■ **EXERCISE DIRECTIONS**: Among the records that follow, find each line holding the word "load" and copy it.

===== DATA SHOWN =====

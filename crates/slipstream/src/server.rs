use std::collections::HashMap;
use std::io;
use std::net::{IpAddr, Ipv4Addr, Ipv6Addr, SocketAddr, UdpSocket};
use std::sync::mpsc::{Receiver, Sender, channel};
use std::sync::{Arc, Mutex};
use std::thread;
use std::time::{Duration, Instant};

use crate::connection::{
    ConnectionCallback, ConnectionStatus, EventWire, SendError, ServerConnection,
    dispatch_with_retries,
};
use crate::event::{Event, EventHandler, EventHandlerRegistry};
use crate::gamestate::GameStateStore;
use crate::protocol::{Body, MAX_PACKAGE_SIZE, Package, PackageError, PackageKind};
use crate::sqn::Sqn;

/// Recipient selector for server-side event dispatch.
#[derive(Debug, Clone, Copy, PartialEq, Eq)]
pub enum EventTarget {
    /// Broadcast to every known connection.
    All,
    /// Send to one client by address.
    Client(SocketAddr),
}

enum ServerCommand {
    Dispatch {
        event: Event,
        target: EventTarget,
        retries: u32,
        ack_callback: Option<ConnectionCallback>,
    },
}

/// Listens on one UDP socket and routes every datagram to the connection of
/// its source address, creating connections for addresses it has not seen.
///
/// The server carries no game logic itself: state lives in the shared
/// [`GameStateStore`] and is progressed by a
/// [`GameStateMachine`](crate::GameStateMachine), whose event wire can be
/// passed to [`Server::run`] so client events reach the simulation.
///
/// The first client to connect becomes the host and may shut the server
/// down remotely by sending the bare bytes `shutdown`.
pub struct Server {
    connections: HashMap<SocketAddr, ServerConnection>,
    host_client: Option<SocketAddr>,
    game_state_store: Arc<GameStateStore>,
    event_handlers: EventHandlerRegistry<EventHandler>,
    local_addr: Arc<Mutex<Option<SocketAddr>>>,
    commands: Receiver<ServerCommand>,
    command_sender: Sender<ServerCommand>,
}

impl Server {
    pub fn new(game_state_store: Arc<GameStateStore>) -> Self {
        let (command_sender, commands) = channel();
        Server {
            connections: HashMap::new(),
            host_client: None,
            game_state_store,
            event_handlers: EventHandlerRegistry::new(),
            local_addr: Arc::new(Mutex::new(None)),
            commands,
            command_sender,
        }
    }

    /// Address the server is currently bound to.
    pub fn local_addr(&self) -> Option<SocketAddr> {
        *self.local_addr.lock().expect("local addr poisoned")
    }

    /// The client holding shutdown permission, if any connected yet.
    pub fn host_client(&self) -> Option<SocketAddr> {
        self.host_client
    }

    pub fn client_addresses(&self) -> Vec<SocketAddr> {
        self.connections.keys().copied().collect()
    }

    /// Clonable handle for controlling a server whose `run` loop owns it.
    pub fn handle(&self) -> ServerHandle {
        ServerHandle {
            commands: self.command_sender.clone(),
            local_addr: Arc::clone(&self.local_addr),
        }
    }

    /// Register a handler for events received from clients.
    pub fn register_event_handler<H>(&mut self, event_type: impl Into<String>, handler: H)
    where
        H: FnMut(&Event) + Send + 'static,
    {
        self.event_handlers.register(event_type, Box::new(handler));
    }

    /// Send an event to one client or all of them. Retries re-dispatch the
    /// event each time it times out; the ack callback receives the
    /// connection that delivered it.
    pub fn dispatch_event(
        &mut self,
        event: Event,
        target: EventTarget,
        retries: u32,
        ack_callback: Option<ConnectionCallback>,
    ) {
        match target {
            EventTarget::All => {
                for connection in self.connections.values_mut() {
                    dispatch_with_retries(
                        &mut connection.conn,
                        event.clone(),
                        retries,
                        ack_callback.clone(),
                    );
                }
            }
            EventTarget::Client(addr) => match self.connections.get_mut(&addr) {
                Some(connection) => {
                    dispatch_with_retries(&mut connection.conn, event, retries, ack_callback);
                }
                None => log::warn!("cannot dispatch event, no connection to {addr}"),
            },
        }
    }

    /// Bind the socket and serve until a shutdown datagram arrives.
    ///
    /// Blocks the calling thread. Each loop iteration drains the socket,
    /// applies queued control commands, hands received events to the
    /// registered handlers and pumps every connection's send cadence,
    /// congestion supervisor and receive timeout.
    pub fn run(
        &mut self,
        port: u16,
        hostname: &str,
        event_wire: Option<EventWire>,
    ) -> io::Result<()> {
        let socket = UdpSocket::bind((hostname, port))?;
        socket.set_nonblocking(true)?;
        let local = reachable_addr(socket.local_addr()?);
        *self.local_addr.lock().expect("local addr poisoned") = Some(local);
        log::info!("server listening for client packages on {local}");
        let mut buf = [0u8; MAX_PACKAGE_SIZE];
        'serve: loop {
            loop {
                match socket.recv_from(&mut buf) {
                    Ok((len, addr)) => {
                        let data = &buf[..len];
                        match Package::from_datagram(data, PackageKind::Client) {
                            Ok(package) => {
                                self.handle_package(package, addr, event_wire.as_ref());
                            }
                            Err(PackageError::ProtocolIdMismatch) => {
                                if data == b"shutdown" && Some(addr) == self.host_client {
                                    log::info!("received shutdown command from host client {addr}");
                                    break 'serve;
                                } else if data == b"shut_me_down" {
                                    break 'serve;
                                }
                                log::warn!("ignoring unidentifiable datagram from {addr}");
                            }
                            Err(err) => {
                                log::warn!("dropping malformed datagram from {addr}: {err}");
                            }
                        }
                    }
                    Err(err) if err.kind() == io::ErrorKind::WouldBlock => break,
                    Err(err) => return Err(err),
                }
            }
            while let Ok(command) = self.commands.try_recv() {
                let ServerCommand::Dispatch {
                    event,
                    target,
                    retries,
                    ack_callback,
                } = command;
                self.dispatch_event(event, target, retries, ack_callback);
            }
            self.pump_events();
            self.pump_connections(&socket);
            thread::sleep(Duration::from_millis(1));
        }
        log::info!("shutting down server on {local}");
        Ok(())
    }

    /// Run the server on its own thread; joining the handle returns the
    /// server so it can be restarted with its connections intact.
    pub fn run_in_thread(
        mut self,
        port: u16,
        hostname: String,
        event_wire: Option<EventWire>,
    ) -> thread::JoinHandle<io::Result<Server>> {
        thread::spawn(move || {
            self.run(port, &hostname, event_wire)?;
            Ok(self)
        })
    }

    fn handle_package(
        &mut self,
        package: Package,
        addr: SocketAddr,
        event_wire: Option<&EventWire>,
    ) {
        let is_new = !self.connections.contains_key(&addr);
        if is_new {
            log::info!("new client connection from {addr}");
            let time_order = match package.body {
                Body::Client { time_order } => time_order,
                _ => Sqn::NEVER,
            };
            let connection = ServerConnection::new(
                addr,
                Arc::clone(&self.game_state_store),
                time_order,
                event_wire.cloned(),
            );
            self.connections.insert(addr, connection);
            // the first client gets host permissions
            if self.host_client.is_none() {
                log::info!("setting {addr} as client with host permissions");
                self.host_client = Some(addr);
            }
        }
        let connection = self.connections.get_mut(&addr).expect("connection present");
        if !is_new && connection.conn.status() == ConnectionStatus::Disconnected {
            log::info!("client reconnecting from {addr}");
        }
        match connection.recv_package(&package) {
            Ok(fired) => {
                for callback in fired {
                    callback(&mut connection.conn);
                }
            }
            Err(err) => log::debug!("dropping package from {addr}: {err}"),
        }
    }

    fn pump_events(&mut self) {
        for connection in self.connections.values_mut() {
            while let Some(event) = connection.conn.poll_incoming_event() {
                match self.event_handlers.get_mut(&event.event_type) {
                    Some(handler) => handler(&event),
                    None => log::debug!("no handler for event type {}", event.event_type),
                }
            }
        }
    }

    fn pump_connections(&mut self, socket: &UdpSocket) {
        let now = Instant::now();
        for connection in self.connections.values_mut() {
            connection.conn.check_timeout(now);
            connection.conn.pump_throttle(now);
            if connection.conn.send_due(now) {
                let body = connection.next_body();
                match connection.conn.send_next_package(body, socket) {
                    Ok(()) => {}
                    Err(SendError::Io(err)) => log::warn!(
                        "failed to send package to {}: {err}",
                        connection.conn.remote_address
                    ),
                    Err(SendError::Package(err)) => log::warn!(
                        "failed to build package for {}: {err}",
                        connection.conn.remote_address
                    ),
                }
            }
        }
    }
}

/// Clonable remote control for a running [`Server`].
#[derive(Clone)]
pub struct ServerHandle {
    commands: Sender<ServerCommand>,
    local_addr: Arc<Mutex<Option<SocketAddr>>>,
}

impl ServerHandle {
    pub fn local_addr(&self) -> Option<SocketAddr> {
        *self.local_addr.lock().expect("local addr poisoned")
    }

    /// Queue an event dispatch into the server loop.
    pub fn dispatch_event(
        &self,
        event: Event,
        target: EventTarget,
        retries: u32,
        ack_callback: Option<ConnectionCallback>,
    ) {
        let _ = self.commands.send(ServerCommand::Dispatch {
            event,
            target,
            retries,
            ack_callback,
        });
    }

    /// Unblock and stop the server loop by sending the internal shutdown
    /// bytes to its own socket.
    pub fn shutdown(&self) -> io::Result<()> {
        let addr = self
            .local_addr()
            .ok_or_else(|| io::Error::new(io::ErrorKind::NotConnected, "server is not running"))?;
        let bind_addr: SocketAddr = match addr {
            SocketAddr::V4(_) => (Ipv4Addr::UNSPECIFIED, 0).into(),
            SocketAddr::V6(_) => (Ipv6Addr::UNSPECIFIED, 0).into(),
        };
        let socket = UdpSocket::bind(bind_addr)?;
        socket.send_to(b"shut_me_down", addr)?;
        Ok(())
    }
}

/// Sending to an unspecified address is not portable, so advertise the
/// loopback of the same family instead.
fn reachable_addr(mut addr: SocketAddr) -> SocketAddr {
    if addr.ip().is_unspecified() {
        match addr {
            SocketAddr::V4(_) => addr.set_ip(IpAddr::V4(Ipv4Addr::LOCALHOST)),
            SocketAddr::V6(_) => addr.set_ip(IpAddr::V6(Ipv6Addr::LOCALHOST)),
        }
    }
    addr
}
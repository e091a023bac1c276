use std::sync::Arc;
use std::sync::atomic::{AtomicBool, Ordering};
use std::sync::mpsc::{Receiver, channel};
use std::thread;
use std::time::{Duration, Instant};

use crate::connection::EventWire;
use crate::event::{Event, EventHandlerRegistry};
use crate::gamestate::{GameState, GameStateStore, GameStateUpdate, GameStatus};
use crate::value::Fields;

/// Default duration between consecutive time steps.
pub const DEFAULT_GAME_LOOP_INTERVAL: Duration = Duration::from_millis(20);

/// Handler invoked by the game loop for a queued event; returns the state
/// fields the event changes.
pub type SimulationEventHandler = Box<dyn FnMut(&Event, &GameState, f64) -> Fields + Send>;

/// Drives the game state through time at a fixed tick.
///
/// Each tick runs the `time_step` hook, folds in updates produced by queued
/// event handlers (stopping early when the tick budget is nearly spent) and
/// pushes the combined delta into the shared [`GameStateStore`] under the
/// next `time_order`.
///
/// Events reach the loop through the [`EventWire`] handed to a server's
/// `run`, so that events received from clients feed the simulation.
pub struct GameStateMachine<F> {
    /// Seconds of simulated time since the loop first started.
    pub game_time: f64,
    game_state_store: Arc<GameStateStore>,
    event_queue: Receiver<Event>,
    event_wire: EventWire,
    event_handlers: EventHandlerRegistry<SimulationEventHandler>,
    game_loop_is_running: Arc<AtomicBool>,
    time_step: F,
}

impl<F> GameStateMachine<F>
where
    F: FnMut(&GameState, f64) -> Fields + Send,
{
    /// Create a machine over `game_state_store` with `time_step` as the
    /// simulation hook. The hook gets the state before the step and the step
    /// duration, and returns the fields it changed; an empty map means
    /// nothing happened this tick.
    pub fn new(game_state_store: Arc<GameStateStore>, time_step: F) -> Self {
        let (event_wire, event_queue) = channel();
        GameStateMachine {
            game_time: 0.0,
            game_state_store,
            event_queue,
            event_wire,
            event_handlers: EventHandlerRegistry::new(),
            game_loop_is_running: Arc::new(AtomicBool::new(false)),
            time_step,
        }
    }

    /// A sender that feeds events into this machine's queue. Pass it to the
    /// server so client events reach the simulation.
    pub fn event_wire(&self) -> EventWire {
        self.event_wire.clone()
    }

    /// Register a handler for events of `event_type`. The handler gets the
    /// event, the current state and the tick duration, and returns the state
    /// fields it changes. Events without a registered handler are discarded.
    pub fn register_event_handler<H>(&mut self, event_type: impl Into<String>, handler: H)
    where
        H: FnMut(&Event, &GameState, f64) -> Fields + Send + 'static,
    {
        self.event_handlers.register(event_type, Box::new(handler));
    }

    /// Handle for pausing the loop from another thread.
    pub fn controls(&self) -> GameLoopControl {
        GameLoopControl {
            game_state_store: Arc::clone(&self.game_state_store),
            game_loop_is_running: Arc::clone(&self.game_loop_is_running),
        }
    }

    /// Pause the simulation; see [`GameLoopControl::stop`].
    pub fn stop(&self, timeout: Duration) -> bool {
        self.controls().stop(timeout)
    }

    /// Run the simulation until the stored state switches to `Paused`.
    ///
    /// Blocks the calling thread. If the state is paused when the loop
    /// starts, a status-only update to `Active` is pushed first; a
    /// subsequent run resumes where the simulation stopped.
    pub fn run_game_loop(&mut self, interval: Duration) {
        let store = &self.game_state_store;
        if store.get_game_state().is_paused() {
            let time_order = store.get_game_state().time_order.next();
            store.push_update(GameStateUpdate::with_status(time_order, GameStatus::Active));
        }
        log::info!("game loop running at {interval:?} per time step");
        let mut game_state = store.get_game_state();
        let mut dt = interval.as_secs_f64();
        self.game_loop_is_running.store(true, Ordering::SeqCst);
        while game_state.game_status == GameStatus::Active {
            let t0 = Instant::now();
            let mut update_fields = (self.time_step)(&game_state, dt);
            while let Ok(event) = self.event_queue.try_recv() {
                if let Some(handler) = self.event_handlers.get_mut(&event.event_type) {
                    let event_update = handler(&event, &game_state, dt);
                    update_fields.extend(event_update);
                }
                if t0.elapsed().as_secs_f64() > 0.95 * interval.as_secs_f64() {
                    break;
                }
            }
            store.push_update(GameStateUpdate::with_fields(
                game_state.time_order.next(),
                update_fields,
            ));
            game_state = store.get_game_state();
            let elapsed = t0.elapsed();
            dt = interval.max(elapsed).as_secs_f64();
            thread::sleep(interval.saturating_sub(elapsed));
            self.game_time += dt;
        }
        self.game_loop_is_running.store(false, Ordering::SeqCst);
        log::info!("game loop stopped after {:.3}s of game time", self.game_time);
    }

    /// Run the game loop on its own thread. Joining the handle returns the
    /// machine once the loop has been stopped.
    pub fn run_in_thread(mut self, interval: Duration) -> thread::JoinHandle<Self>
    where
        F: 'static,
    {
        thread::spawn(move || {
            self.run_game_loop(interval);
            self
        })
    }
}

/// Clonable handle that pauses a running game loop.
#[derive(Clone)]
pub struct GameLoopControl {
    game_state_store: Arc<GameStateStore>,
    game_loop_is_running: Arc<AtomicBool>,
}

impl GameLoopControl {
    pub fn is_running(&self) -> bool {
        self.game_loop_is_running.load(Ordering::SeqCst)
    }

    /// Push a status update to `Paused` and wait up to `timeout` for the
    /// loop to observe it. Returns whether the loop actually stopped.
    ///
    /// The push is repeated while waiting: a concurrently ticking loop can
    /// claim the same `time_order` the first push picked, which would
    /// otherwise shadow the pause.
    pub fn stop(&self, timeout: Duration) -> bool {
        let t0 = Instant::now();
        loop {
            let game_state = self.game_state_store.get_game_state();
            if game_state.game_status == GameStatus::Active {
                self.game_state_store.push_update(GameStateUpdate::with_status(
                    game_state.time_order.next(),
                    GameStatus::Paused,
                ));
            }
            let round = Instant::now();
            while round.elapsed() < Duration::from_millis(50) {
                if !self.game_loop_is_running.load(Ordering::SeqCst) {
                    return true;
                }
                if t0.elapsed() > timeout {
                    return false;
                }
                thread::sleep(Duration::from_millis(1));
            }
        }
    }
}
use std::sync::Arc;
use std::thread;
use std::time::{Duration, Instant};

use anyhow::{Context, Result};
use clap::{Parser, Subcommand};

use slipstream::{
    Client, DEFAULT_GAME_LOOP_INTERVAL, Event, Fields, GameState, GameStateMachine,
    GameStateStore, Server, Sqn, Value,
};

/// Squared distance below which the chaser catches a player.
const CATCH_RADIUS_SQUARED: f32 = 15.0;
/// Seconds of protection after a catch.
const PROTECTION_TIME: f32 = 5.0;

#[derive(Parser)]
#[command(name = "chase")]
#[command(about = "A small game of tag played over state sync")]
struct Args {
    #[command(subcommand)]
    command: Command,
}

#[derive(Subcommand)]
enum Command {
    /// Run the authoritative game server
    Server {
        #[arg(short, long, default_value = "127.0.0.1")]
        bind: String,

        #[arg(short, long, default_value_t = 8080)]
        port: u16,
    },
    /// Run a scripted bot client that joins the game and wanders around
    Bot {
        #[arg(long, default_value = "127.0.0.1")]
        host: String,

        #[arg(short, long, default_value_t = 8080)]
        port: u16,

        #[arg(short, long, default_value = "bot")]
        name: String,

        #[arg(short, long, default_value_t = 10.0, help = "Seconds to play")]
        duration: f32,

        #[arg(long, help = "Shut the server down on exit (host client only)")]
        shutdown: bool,
    },
}

fn main() -> Result<()> {
    env_logger::Builder::from_env(env_logger::Env::default().default_filter_or("info")).init();
    match Args::parse().command {
        Command::Server { bind, port } => run_server(&bind, port),
        Command::Bot {
            host,
            port,
            name,
            duration,
            shutdown,
        } => run_bot(&host, port, &name, duration, shutdown),
    }
}

fn run_server(bind: &str, port: u16) -> Result<()> {
    let initial_state = GameState::with_fields(Fields::from([
        ("players".to_owned(), Value::Map(Fields::new())),
        ("protection".to_owned(), Value::Bool(false)),
        ("countdown".to_owned(), Value::Float(0.0)),
    ]));
    let store = Arc::new(GameStateStore::new(initial_state));

    let mut machine = GameStateMachine::new(Arc::clone(&store), time_step);
    let mut next_player_id = 0i64;
    machine.register_event_handler("JOIN", move |event, state, _dt| {
        let name = event
            .args
            .first()
            .and_then(Value::as_str)
            .unwrap_or("anonymous")
            .to_owned();
        let player_id = next_player_id.to_string();
        next_player_id += 1;
        log::info!("{name} joined as player {player_id}");
        let entry = Fields::from([
            ("name".to_owned(), Value::Str(name)),
            (
                "position".to_owned(),
                Value::List(vec![Value::Float(0.0), Value::Float(0.0)]),
            ),
        ]);
        let mut fields = Fields::from([(
            "players".to_owned(),
            Value::Map(Fields::from([(player_id.clone(), Value::Map(entry))])),
        )]);
        // the first player to join starts out as the chaser
        if state.get("chaser_id").is_none() {
            fields.insert("chaser_id".to_owned(), Value::Str(player_id));
        }
        fields
    });
    machine.register_event_handler("MOVE", |event, _state, _dt| {
        let (Some(player_id), Some(x), Some(y)) = (
            event.kwargs.get("player_id").and_then(Value::as_str),
            event.kwargs.get("x").and_then(Value::as_float),
            event.kwargs.get("y").and_then(Value::as_float),
        ) else {
            return Fields::new();
        };
        let entry = Fields::from([(
            "position".to_owned(),
            Value::List(vec![Value::Float(x), Value::Float(y)]),
        )]);
        Fields::from([(
            "players".to_owned(),
            Value::Map(Fields::from([(player_id.to_owned(), Value::Map(entry))])),
        )])
    });

    let event_wire = machine.event_wire();
    let controls = machine.controls();
    let machine_thread = machine.run_in_thread(DEFAULT_GAME_LOOP_INTERVAL);

    let mut server = Server::new(store);
    log::info!("chase server starting on {bind}:{port}");
    server.run(port, bind, Some(event_wire))?;

    controls.stop(Duration::from_secs(1));
    let _ = machine_thread.join();
    Ok(())
}

/// Chase rules: while protection is on, count it down; otherwise hand the
/// chaser role to the first player the chaser touches.
fn time_step(state: &GameState, dt: f64) -> Fields {
    // nothing to simulate before the first player joins
    let Some(chaser_id) = state.get("chaser_id").and_then(Value::as_str) else {
        return Fields::new();
    };
    if state
        .get("protection")
        .and_then(Value::as_bool)
        .unwrap_or(false)
    {
        let countdown =
            state.get("countdown").and_then(Value::as_float).unwrap_or(0.0) - dt as f32;
        let mut fields = Fields::from([("countdown".to_owned(), Value::Float(countdown))]);
        if countdown <= 0.0 {
            fields.insert("protection".to_owned(), Value::Bool(false));
        }
        return fields;
    }
    let Some(players) = state.get("players").and_then(Value::as_map) else {
        return Fields::new();
    };
    let Some(chaser_position) = players.get(chaser_id).and_then(position_of) else {
        return Fields::new();
    };
    for (player_id, player) in players {
        if player_id == chaser_id {
            continue;
        }
        let Some(position) = position_of(player) else {
            continue;
        };
        let dx = position.0 - chaser_position.0;
        let dy = position.1 - chaser_position.1;
        if dx * dx + dy * dy < CATCH_RADIUS_SQUARED {
            log::info!("player {player_id} was caught and is the new chaser");
            return Fields::from([
                ("chaser_id".to_owned(), Value::Str(player_id.clone())),
                ("protection".to_owned(), Value::Bool(true)),
                ("countdown".to_owned(), Value::Float(PROTECTION_TIME)),
            ]);
        }
    }
    Fields::new()
}

fn position_of(player: &Value) -> Option<(f32, f32)> {
    let position = player.as_map()?.get("position")?.as_list()?;
    Some((position.first()?.as_float()?, position.get(1)?.as_float()?))
}

fn run_bot(host: &str, port: u16, name: &str, duration: f32, shutdown: bool) -> Result<()> {
    let mut client = Client::new();
    client.connect(host, port)?;
    client
        .wait_until(|state| state.time_order > Sqn::NEVER, Duration::from_secs(5))
        .context("server state never arrived")?;

    client.dispatch_event(Event::new("JOIN").arg(name), 2, None);
    let find_name = name.to_owned();
    let player_id = client
        .try_to(
            move |state| {
                let players = state.get("players")?.as_map()?;
                players.iter().find_map(|(player_id, player)| {
                    let player_name = player.as_map()?.get("name")?.as_str()?;
                    (player_name == find_name).then(|| player_id.clone())
                })
            },
            Duration::from_secs(5),
        )
        .context("never showed up in the player list")?;
    log::info!("{name} is playing as {player_id}");

    let deadline = Instant::now() + Duration::from_secs_f32(duration);
    let mut heading: f32 = 0.7;
    while Instant::now() < deadline && client.is_running() {
        let id = player_id.clone();
        let (x, y) = client
            .try_to(
                move |state| {
                    let players = state.get("players")?.as_map()?;
                    position_of(players.get(&id)?)
                },
                Duration::from_secs(1),
            )
            .context("lost track of own position")?;
        heading += 0.3;
        client.dispatch_event(
            Event::new("MOVE")
                .kwarg("player_id", player_id.as_str())
                .kwarg("x", x + 2.0 * heading.cos())
                .kwarg("y", y + 2.0 * heading.sin()),
            0,
            None,
        );
        thread::sleep(Duration::from_millis(50));
    }

    {
        let state = client.access_game_state();
        let chaser = state
            .get("chaser_id")
            .and_then(Value::as_str)
            .unwrap_or("nobody");
        log::info!(
            "leaving the game at time order {}, the chaser is {chaser}",
            state.time_order
        );
    }
    client.disconnect(shutdown);
    Ok(())
}
impl ClientConnection {
    pub fn new(remote_address: SocketAddr) -> Self {
        ClientConnection {
            conn: Connection::new(remote_address, None),
            game_state: Arc::new(Mutex::new(GameState::new())),
        }
    }

    /// Body for the next outgoing package: the mirror's current time order,
    /// so the server knows which updates this client still needs.
    pub fn next_body(&self) -> Body {
        let state = self.game_state.lock().expect("game state mirror poisoned");
        Body::Client {
            time_order: state.time_order,
        }
    }

    /// Receive a server package and fold its state update into the mirror.
    pub fn recv_package(&mut self, package: &Package) -> Result<Vec<EventCallback>, ReceiveError> {
        let fired = self.conn.recv_package(package)?;
        if let Body::Server { update } = &package.body {
            let mut state = self.game_state.lock().expect("game state mirror poisoned");
            log::debug!(
                "updating game state from time order {} to {}",
                state.time_order,
                update.time_order
            );
            state.apply(update);
        }
        Ok(fired)
    }
}

/// Server side of a connection: shares the game state store and remembers
/// the newest state time order the client has confirmed.
pub struct ServerConnection {
    pub conn: Connection,
    game_state_store: Arc<GameStateStore>,
    pub last_client_time_order: Sqn,
}

impl ServerConnection {
    pub fn new(
        remote_address: SocketAddr,
        game_state_store: Arc<GameStateStore>,
        last_client_time_order: Sqn,
        event_wire: Option<EventWire>,
    ) -> Self {
        ServerConnection {
            conn: Connection::new(remote_address, event_wire),
            game_state_store,
            last_client_time_order,
        }
    }

    /// Body for the next outgoing package: every cached update the client
    /// has not confirmed yet, folded into one delta, or the full state for a
    /// client that has seen nothing.
    pub fn next_body(&self) -> Body {
        if self.last_client_time_order == Sqn::NEVER {
            log::debug!("sending full game state to client {}", self.conn.remote_address);
            let game_state = self.game_state_store.get_game_state();
            return Body::Server {
                update: GameStateUpdate::from_state(&game_state),
            };
        }
        let base = GameStateUpdate::new(self.last_client_time_order);
        let base_time_order = base.time_order;
        let update = self
            .game_state_store
            .get_update_cache()
            .into_iter()
            .filter(|cached| cached.time_order > base_time_order)
            .fold(base, |folded, cached| folded + cached);
        log::debug!(
            "sending update from time order {} to {} to client {}",
            self.last_client_time_order,
            update.time_order,
            self.conn.remote_address
        );
        Body::Server { update }
    }

    /// Receive a client package and note its confirmed state time order.
    pub fn recv_package(&mut self, package: &Package) -> Result<Vec<EventCallback>, ReceiveError> {
        let fired = self.conn.recv_package(package)?;
        if let Body::Client { time_order } = package.body {
            self.last_client_time_order = time_order;
        }
        Ok(fired)
    }
}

=====

■ **EXERCISE ANSWER**:
        self.game_loop_is_running.load(Ordering::SeqCst)
                if !self.game_loop_is_running.load(Ordering::SeqCst) {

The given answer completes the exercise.